In this Energy Perspective, we evaluate the impacts of these developments, concluding that the challenges are inevitable but should be manageable, and will also reinforce incentives for the development of much-needed flexibility.

Revolution

Solar projects to date have mainly been connected to the distribution network so there is no definitive record of aggregate capacity. However, the latest estimates created by National Grid and Sheffield Solar suggest that the total installed capacity passed 12GW at the end of March this year. Our own analysis of capacity deployed under the Renewables Obligation (RO) and Feed-in Tariff (FiT) scheme concurs, with 7.2GW and 4.5GW installed respectively by the end of March 2017. We expect 300-400MW more this financial year, including modest additions of 26.67MW from solar capacity awarded Contracts for Difference.

Figure 1 shows an estimate of how GB solar capacity has grown over time. The pace of deployment has slowed since 2016 due to the closure of the RO to small-scale solar, reduced FiT budgets and the introduction of deployment caps.

But the level of solar capacity overall has meant that the record for estimated peak solar output was broken twice during May. On 10 May, 8,480MW was recorded, breaking the previous record of 8,420MW set in May 2016. Output surged again on 26 May when it reached a new high of 8,910MW at 1.30pm. This implied a national load factor of 74%, and a record 24% share of production in one half-hour period.

A day in the life

Distribution connected generation including solar is accounted for by National Grid in its role as

system operator as negative demand on the transmission system, rather than generation. High solar capacity is already significantly changing the shape of demand. Solar generation often coincides with the post-lunch reduction in demand on the typical consumption profile. On days where there is a large solar effect, the daily peak demand typically shifts from the early evening to either 8-9am or after sunset.

The general solar demand impact during the day lowers the marginal demand required to be met at what have historically been peak periods. This pushes older, less efficient, thermal power stations out of merit in the generation stack, sending wholesale electricity prices down. On 26 May, the day-ahead baseload power price dropped to a near 8-month low of £37.50/MWh, with the peak power price a little higher at £39.40/MWh. Further, it caused a depression in within-day power prices, which fell below £30/MWh during the afternoon.

A hard day’s night

This “shaving”, and sometimes reversal, of the peak/baseload spread, combined with the reduced and changing shape of transmission demand means old stations either turn down and run at losses in the middle of sunny-days or even turn-off. They then will seek to recover losses in evening periods once solar generation diminishes.

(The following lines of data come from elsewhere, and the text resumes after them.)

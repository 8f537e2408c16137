//! Ledger error types.

use rollbook_storage::{ClassId, PupilId, SchoolDay, StorageError};
use thiserror::Error;

/// Result type alias for ledger operations.
pub type LedgerResult<T> = Result<T, LedgerError>;

/// Errors produced by the reconciliation engine and the school registry.
///
/// Validation errors reject the whole batch synchronously; nothing is
/// written. Storage errors other than commit conflicts abort the batch
/// (conflicts are retried internally before surfacing).
#[derive(Debug, Error)]
#[non_exhaustive]
pub enum LedgerError {
    /// A batch with no jobs was submitted.
    #[error("Placement batch is empty")]
    EmptyBatch,

    /// Jobs in one batch targeted more than one class.
    #[error("Placement batch mixes classes: expected {expected}, found {found}")]
    MixedClasses {
        /// Class of the first job in the batch.
        expected: ClassId,
        /// The differing class encountered.
        found: ClassId,
    },

    /// The targeted class is not registered.
    #[error("Class with ID {0} does not exist")]
    UnknownClass(ClassId),

    /// The targeted pupil is not registered.
    #[error("Pupil with ID {0} does not exist")]
    UnknownPupil(PupilId),

    /// The pupil exists but belongs to a different class.
    #[error("Pupil {pupil} belongs to class {actual}, not {class}")]
    PupilNotInClass {
        /// Pupil from the offending job.
        pupil: PupilId,
        /// Class the batch targets.
        class: ClassId,
        /// Class the pupil is actually enrolled in.
        actual: ClassId,
    },

    /// The targeted date is not a school day.
    #[error("{0} is not a school day")]
    NonSchoolDay(SchoolDay),

    /// Underlying storage failure.
    #[error(transparent)]
    Storage(#[from] StorageError),
}

impl LedgerError {
    /// Whether the error is a caller mistake (batch rejected, nothing
    /// written) as opposed to an infrastructure failure.
    #[must_use]
    pub fn is_validation(&self) -> bool {
        !matches!(self, Self::Storage(_))
    }
}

The effect, as we have seen in big solar markets like Germany and California, is that while prices in the middle of the weekdays move lower than the historic norm, the prices in the evening, after dusk, could be much higher. This means more volatility even if overall prices might be lower. There are other distributional effects. As solar capacity has grown, the “captured” price of solar, being the generation weighted £/MWh price solar projects realise has declined compared to baseload thermal technologies: the so-called “cannibalisation” effect. The changing level of captured prices for solar PV versus a benchmark

Jonathan Davison Senior Analyst 01603 604432

[email protected]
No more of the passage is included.